Differential requirements of the MAP kinase and PI3 kinase signaling pathways in Src- versus insulin and IGF-1 receptors-induced growth and transformation of rat intestinal epithelial cells.

Abstract

There have been few studies on the specific signaling pathways involved in the transformation of epithelial cells by oncogenic protein tyrosine kinases. Here we investigate the requirement of MAP (MAPK) and phosphatidylinositol 3- (PI3K) kinases in the transformation of rat intestinal epithelial (RIE) cells by oncogenic forms of insulin receptor (gag-IR), insulin-like growth factor-1 receptor (gag-IGFR), and v-Src. MAPK is not significantly activated in cells transformed by gag-IR and gag-IGFR but is activated in v-Src transformed cells. Treatment with PD98059, a MEK inhibitor, at concentrations where MAPK activity was reduced below the basal level showed that MAPK is partially required for the monolayer growth of parental and transformed RIE cells. However, MAPK is not essential for the focus forming ability of the three oncogene-transformed cells.
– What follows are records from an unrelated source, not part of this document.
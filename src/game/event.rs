use crate::game::alliance::AllianceId;
use crate::game::combat::CombatResult;
use crate::game::missile::MissileId;
use crate::world::{PlayerId, StructureType, TileId};

/// A state change produced by an action or a tick.
///
/// Events carry ids only; the server reads the current records from the
/// engine when it turns an event into an outbound message.
#[derive(Debug, Clone, PartialEq)]
pub enum GameEvent {
    PlayerSpawned {
        player_id: PlayerId,
        tiles: Vec<TileId>,
    },
    PlayerLeft {
        player_id: PlayerId,
        released_tiles: Vec<TileId>,
    },
    PlayerUpdated {
        player_id: PlayerId,
    },
    TerritoryExpanded {
        player_id: PlayerId,
        tile_id: TileId,
        previous_owner: Option<PlayerId>,
    },
    /// Combat that did not transfer the tile to the attacker.
    CombatResolved {
        attacker_id: PlayerId,
        defender_id: PlayerId,
        tile_id: TileId,
        result: CombatResult,
    },
    /// Buildable options for an own tile. Only sent to the selecting player.
    TileSelected {
        player_id: PlayerId,
        tile_id: TileId,
        options: Vec<StructureType>,
    },
    StructureBuilt {
        player_id: PlayerId,
        tile_id: TileId,
        structure: StructureType,
    },
    MissileLaunched {
        missile_id: MissileId,
    },
    MissileImpact {
        missile_id: MissileId,
        affected_tiles: Vec<TileId>,
    },
    AllianceCreated {
        alliance_id: AllianceId,
    },
    AllianceJoined {
        alliance_id: AllianceId,
        player_id: PlayerId,
    },
    AllianceLeft {
        alliance_id: AllianceId,
        player_id: PlayerId,
        disbanded: bool,
    },
    AllianceUpdated {
        alliance_id: AllianceId,
    },
    AllianceMemberKicked {
        alliance_id: AllianceId,
        player_id: PlayerId,
    },
    /// A conquest step failed and the campaign was abandoned.
    ConquestFailed {
        player_id: PlayerId,
        reason: String,
    },
}
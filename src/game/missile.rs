use std::cmp::Reverse;
use std::collections::BinaryHeap;
use std::f64::consts::PI;

use glam::DVec3;

use crate::world::{PlayerId, TileId};

pub type MissileId = u32;

#[derive(Debug, Clone, PartialEq)]
pub struct Missile {
    pub id: MissileId,
    pub owner_id: PlayerId,
    pub origin_tile_id: TileId,
    pub target_tile_id: TileId,
    pub launched_at_ms: u64,
    pub travel_ms: u64,
    pub trajectory: Vec<[f64; 3]>,
    pub impacted_at_ms: Option<u64>,
}

impl Missile {
    pub fn impact_at_ms(&self) -> u64 {
        self.launched_at_ms + self.travel_ms
    }
}

/// Ballistic arc from `from` to `to`: spherical interpolation along the great
/// circle, lifted by `arc_height × sin(πt)`. Returns `steps + 1` points.
pub fn ballistic_trajectory(from: DVec3, to: DVec3, steps: usize, arc_height: f64) -> Vec<[f64; 3]> {
    let a = from.normalize();
    let b = to.normalize();
    let steps = steps.max(1);

    (0..=steps)
        .map(|i| {
            let t = i as f64 / steps as f64;
            let radius = 1.0 + arc_height * (PI * t).sin();
            let p = slerp(a, b, t) * radius;
            [p.x, p.y, p.z]
        })
        .collect()
}

fn slerp(a: DVec3, b: DVec3, t: f64) -> DVec3 {
    let dot = a.dot(b).clamp(-1.0, 1.0);
    if dot > 1.0 - 1e-12 {
        return a;
    }
    if dot < -1.0 + 1e-12 {
        // Antipodal: any great circle works, pick one through a perpendicular axis.
        let axis = a.any_orthonormal_vector();
        return (a * (PI * t).cos() + axis * (PI * t).sin()).normalize();
    }
    let omega = dot.acos();
    let sin_omega = omega.sin();
    (a * ((1.0 - t) * omega).sin() / sin_omega + b * (t * omega).sin() / sin_omega).normalize()
}

/// Pending impacts ordered by fire time, polled by the tick.
#[derive(Debug, Default, Clone)]
pub struct ImpactQueue {
    heap: BinaryHeap<Reverse<(u64, MissileId)>>,
}

impl ImpactQueue {
    pub fn schedule(&mut self, fire_at_ms: u64, missile_id: MissileId) {
        self.heap.push(Reverse((fire_at_ms, missile_id)));
    }

    /// Missiles due at or before `now_ms`, earliest first.
    pub fn pop_due(&mut self, now_ms: u64) -> Vec<MissileId> {
        let mut due = Vec::new();
        while let Some(&Reverse((fire_at, id))) = self.heap.peek() {
            if fire_at > now_ms {
                break;
            }
            self.heap.pop();
            due.push(id);
        }
        due
    }

    pub fn len(&self) -> usize {
        self.heap.len()
    }

    pub fn is_empty(&self) -> bool {
        self.heap.is_empty()
    }
}
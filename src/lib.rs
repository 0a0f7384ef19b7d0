pub mod cli;
pub mod config;
pub mod game;
pub mod server;
pub mod world;
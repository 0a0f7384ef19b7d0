use serde::de::DeserializeOwned;
use serde::{Deserialize, Serialize};
use serde_json::Value;
use thiserror::Error;

use crate::game::{
    economy, Alliance, AllianceId, CombatResult, GameEvent, GameState, Missile, MissileId, Player,
};
use crate::world::{PlayerId, StructureType, Terrain, Tile, TileId, TileShape};

// === Inbound ===

/// Raw `{type, data}` envelope as it arrives on the socket.
#[derive(Debug, Deserialize)]
struct Envelope {
    #[serde(rename = "type")]
    kind: String,
    #[serde(default)]
    data: Value,
}

#[derive(Debug, Clone, PartialEq, Deserialize)]
pub struct SpawnPlayer {
    pub username: String,
}

#[derive(Debug, Clone, PartialEq, Deserialize)]
#[serde(rename_all = "camelCase")]
pub struct TileTarget {
    pub tile_id: TileId,
}

#[derive(Debug, Clone, PartialEq, Deserialize)]
pub struct WorkerRatio {
    pub ratio: f64,
}

#[derive(Debug, Clone, PartialEq, Deserialize)]
pub struct TroopDeployment {
    pub deployment: f64,
}

#[derive(Debug, Clone, PartialEq, Deserialize)]
#[serde(rename_all = "camelCase")]
pub struct BuildStructure {
    pub tile_id: TileId,
    pub structure_type: StructureType,
}

#[derive(Debug, Clone, PartialEq, Deserialize)]
#[serde(rename_all = "camelCase")]
pub struct LaunchMissile {
    pub from_tile_id: TileId,
    pub to_tile_id: TileId,
}

#[derive(Debug, Clone, PartialEq, Deserialize)]
#[serde(rename_all = "camelCase")]
pub struct CreateAlliance {
    pub name: String,
    #[serde(default = "default_is_public")]
    pub is_public: bool,
}

fn default_is_public() -> bool {
    true
}

#[derive(Debug, Clone, PartialEq, Deserialize)]
#[serde(rename_all = "camelCase")]
pub struct AllianceTarget {
    pub alliance_id: AllianceId,
}

#[derive(Debug, Clone, PartialEq, Deserialize)]
#[serde(rename_all = "camelCase")]
pub struct PlayerTarget {
    pub player_id: PlayerId,
}
use noise::{Fbm, MultiFractal, NoiseFn, Perlin};

use crate::config::generation::WorldParams;
use crate::world::tile::{Position, Terrain};

/// Offset applied to positions before sampling moisture, so the two fields are uncorrelated.
const MOISTURE_OFFSET: [f64; 3] = [37.1, -91.7, 53.3];

/// Stretch applied to raw fractal noise before mapping it to [0, 1].
const NOISE_CONTRAST: f64 = 1.6;

/// Maps sphere positions to terrain using two fractal noise fields sampled in 3D.
///
/// Sampling the 3D position rather than lat/lon avoids seams at the poles and
/// at the antimeridian.
pub struct TerrainClassifier {
    elevation: Fbm<Perlin>,
    moisture: Fbm<Perlin>,
    sea_level: f64,
    mountain_threshold: f64,
    desert_threshold: f64,
}

impl TerrainClassifier {
    /// Classifier with the sea level taken directly from `sea_level` (normalized elevation).
    pub fn new(seed: u32, params: &WorldParams, sea_level: f64) -> Self {
        let elevation = Fbm::<Perlin>::new(seed)
            .set_octaves(params.noise_octaves)
            .set_frequency(params.noise_frequency)
            .set_persistence(0.5);
        let moisture = Fbm::<Perlin>::new(seed.wrapping_add(1))
            .set_octaves(params.noise_octaves.saturating_sub(2).max(1))
            .set_frequency(params.noise_frequency * 1.3)
            .set_persistence(0.5);
        TerrainClassifier {
            elevation,
            moisture,
            sea_level: sea_level.clamp(0.0, 1.0),
            mountain_threshold: params.mountain_threshold,
            desert_threshold: params.desert_threshold,
        }
    }

    /// Classifier whose sea level puts `params.ocean_ratio` of `samples` under water.
    ///
    /// Elevations are ranked and the sea level is the elevation at the ocean
    /// percentile, so the water fraction is hit exactly on the sampled tiles.
    pub fn calibrated(seed: u32, params: &WorldParams, samples: &[Position]) -> Self {
        let mut classifier = TerrainClassifier::new(seed, params, 0.5);
        if samples.is_empty() {
            return classifier;
        }
        let mut elevations: Vec<f64> = samples.iter().map(|p| classifier.elevation_at(p)).collect();
        elevations.sort_by(|a, b| a.total_cmp(b));

        let ocean_count = (elevations.len() as f64 * params.ocean_ratio).round() as usize;
        classifier.sea_level = if ocean_count == 0 {
            0.0
        } else if ocean_count >= elevations.len() {
            1.0 + f64::EPSILON
        } else {
            elevations[ocean_count]
        };
        classifier
    }

    pub fn sea_level(&self) -> f64 {
        self.sea_level
    }

    /// Normalized elevation in [0, 1].
    pub fn elevation_at(&self, p: &Position) -> f64 {
        normalize(self.elevation.get([p.x, p.y, p.z]))
    }

    /// Normalized moisture in [0, 1], from a spatially offset second field.
    pub fn moisture_at(&self, p: &Position) -> f64 {
        let [ox, oy, oz] = MOISTURE_OFFSET;
        normalize(self.moisture.get([p.x + ox, p.y + oy, p.z + oz]))
    }

    /// Deterministic terrain category for a position.
    pub fn classify(&self, p: &Position) -> Terrain {
        let elevation = self.elevation_at(p);
        if elevation < self.sea_level {
            return Terrain::Water;
        }

        let land_span = (1.0 - self.sea_level).max(f64::EPSILON);
        let land_height = ((elevation - self.sea_level) / land_span).clamp(0.0, 1.0);
        if land_height > self.mountain_threshold {
            return Terrain::Mountain;
        }

        let threshold = self.desert_threshold + latitude_bias(p.lat);
        if self.moisture_at(p) < threshold {
            Terrain::Desert
        } else {
            Terrain::Grass
        }
    }
}

/// Shift of the desert threshold by latitude: the subtropical belts dry out,
/// the poles never do, and the northern hemisphere runs slightly drier.
fn latitude_bias(lat: f64) -> f64 {
    let abs_lat = lat.abs();
    let band = if abs_lat < 12.0 {
        0.02
    } else if abs_lat < 35.0 {
        0.15
    } else if abs_lat < 55.0 {
        0.0
    } else if abs_lat < 68.0 {
        -0.15
    } else {
        -1.0
    };
    let hemisphere = if lat > 0.0 { 0.03 } else { 0.0 };
    band + hemisphere
}

fn normalize(v: f64) -> f64 {
    ((v * NOISE_CONTRAST + 1.0) / 2.0).clamp(0.0, 1.0)
}

#[cfg(test)]
mod tests {
    use super::*;
    use crate::world::topology::{build_dual_tiles, subdivide_icosahedron};
    use glam::DVec3;

    fn params() -> WorldParams {
        WorldParams::default()
    }

    fn sample_positions(frequency: u32) -> Vec<Position> {
        build_dual_tiles(&subdivide_icosahedron(frequency))
            .into_iter()
            .map(|t| t.position)
            .collect()
    }

    #[test]
    fn classification_is_deterministic() {
        let positions = sample_positions(6);
        let a = TerrainClassifier::calibrated(7, &params(), &positions);
        let b = TerrainClassifier::calibrated(7, &params(), &positions);
        for p in &positions {
            assert_eq!(a.classify(p), b.classify(p));
            assert_eq!(a.classify(p), a.classify(p));
        }
    }

    #[test]
    fn calibrated_water_fraction_matches_ratio() {
        let positions = sample_positions(16);
        let classifier = TerrainClassifier::calibrated(42, &params(), &positions);
        let water = positions
            .iter()
            .filter(|p| classifier.classify(p) == Terrain::Water)
            .count();
        let fraction = water as f64 / positions.len() as f64;
        assert!(
            (0.64..=0.70).contains(&fraction),
            "Expected ~67% water, got {:.1}%",
            fraction * 100.0
        );
    }

    #[test]
    fn land_has_variety() {
        let positions = sample_positions(16);
        let mut p = params();
        p.ocean_ratio = 0.3;
        let classifier = TerrainClassifier::calibrated(42, &p, &positions);
        let grass = positions
            .iter()
            .filter(|pos| classifier.classify(pos) == Terrain::Grass)
            .count();
        assert!(grass > 0, "Expected some grass tiles");
    }

    #[test]
    fn zero_ocean_ratio_means_no_water() {
        let positions = sample_positions(8);
        let mut p = params();
        p.ocean_ratio = 0.0;
        let classifier = TerrainClassifier::calibrated(3, &p, &positions);
        assert!(positions.iter().all(|pos| classifier.classify(pos) != Terrain::Water));
    }

    #[test]
    fn full_ocean_ratio_means_all_water() {
        let positions = sample_positions(8);
        let mut p = params();
        p.ocean_ratio = 1.0;
        let classifier = TerrainClassifier::calibrated(3, &p, &positions);
        assert!(positions.iter().all(|pos| classifier.classify(pos) == Terrain::Water));
    }

    #[test]
    fn polar_land_is_never_desert() {
        let mut p = params();
        p.ocean_ratio = 0.0;
        p.mountain_threshold = 1.0;
        let classifier = TerrainClassifier::new(11, &p, 0.0);
        for lon in 0..36 {
            let lon = (lon as f64 * 10.0).to_radians();
            let lat = 80.0_f64.to_radians();
            let v = DVec3::new(lat.cos() * lon.cos(), lat.cos() * lon.sin(), lat.sin());
            let pos = Position::from_vec(v);
            assert_eq!(classifier.classify(&pos), Terrain::Grass);
        }
    }

    #[test]
    fn latitude_bias_favors_tropics() {
        assert!(latitude_bias(25.0) > latitude_bias(45.0));
        assert!(latitude_bias(-25.0) > latitude_bias(-60.0));
        assert!(latitude_bias(30.0) > latitude_bias(-30.0));
    }

    #[test]
    fn noise_fields_stay_normalized() {
        let classifier = TerrainClassifier::new(5, &params(), 0.5);
        for p in sample_positions(5) {
            let e = classifier.elevation_at(&p);
            let m = classifier.moisture_at(&p);
            assert!((0.0..=1.0).contains(&e));
            assert!((0.0..=1.0).contains(&m));
        }
    }
}
use serde::Serialize;

use crate::game::GameState;
use crate::world::PlayerId;

pub const LEADERBOARD_SIZE: usize = 10;

#[derive(Debug, Clone, PartialEq, Serialize)]
#[serde(rename_all = "camelCase")]
pub struct LeaderboardEntry {
    pub rank: usize,
    pub player_id: PlayerId,
    pub username: String,
    pub score: f64,
    pub gold: f64,
    pub population: f64,
    pub territory: usize,
}

/// Body of `GET /status`.
#[derive(Debug, Clone, Default, PartialEq, Serialize)]
#[serde(rename_all = "camelCase")]
pub struct StatusReport {
    pub world_id: String,
    pub elapsed_ms: u64,
    pub tile_count: usize,
    pub players: usize,
    pub connections: usize,
    pub alliances: usize,
    pub missiles_in_flight: usize,
    pub leaderboard: Vec<LeaderboardEntry>,
}

impl StatusReport {
    pub fn from_game(game: &GameState, connections: usize) -> Self {
        StatusReport {
            world_id: game.world_id().to_string(),
            elapsed_ms: game.elapsed_ms(),
            tile_count: game.tiles().len(),
            players: game.player_count(),
            connections,
            alliances: game.alliances().count(),
            missiles_in_flight: game.pending_impacts(),
            leaderboard: leaderboard(game, LEADERBOARD_SIZE),
        }
    }
}

/// Highest scores first; ties go to the earlier player.
pub fn leaderboard(game: &GameState, limit: usize) -> Vec<LeaderboardEntry> {
    let mut ranked: Vec<_> = game.players().map(|p| (p.score(), p)).collect();
    ranked.sort_by(|(sa, a), (sb, b)| sb.total_cmp(sa).then(a.id.cmp(&b.id)));

    ranked
        .into_iter()
        .take(limit)
        .enumerate()
        .map(|(i, (score, p))| LeaderboardEntry {
            rank: i + 1,
            player_id: p.id,
            username: p.username.clone(),
            score,
            gold: p.gold,
            population: p.population,
            territory: p.territory.len(),
        })
        .collect()
}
It is also not necessary for the colony forming ability of gag-IR- and gag-IGFR-, but is partially required for v-Src-transformed cells. PI3K is significantly activated in all three oncogene transformed RIE cells. LY294002, a PI3K inhibitor, potently inhibited monolayer growth of all three oncogene-transformed cells. However, at concentrations of LY294002 where activated forms of Akt, a downstream component of the PI3K pathway, were undetectable, colony and focus forming abilities of the v-Src-RIE cells were only slightly affected whereas those of gag-IR/IGFR-RIE cells were greatly inhibited. These results were confirmed using a different pharmacological inhibitor, wortmannin, and a dominant negative form of PI3K, Ap85. Similarly, rapamycin, known to inhibit p70S6 kinase, a downstream component of the PI3K-Akt pathway, also inhibited gag-IR/IGFR-induced, but not v-Src-induced, focus and colony formation. We conclude that the MAPK and PI3K signaling pathways are differentially required for transformation of RIE cells by oncogenic IR and IGFR versus Src and the pattern of requirements is different from that of fibroblast transformation.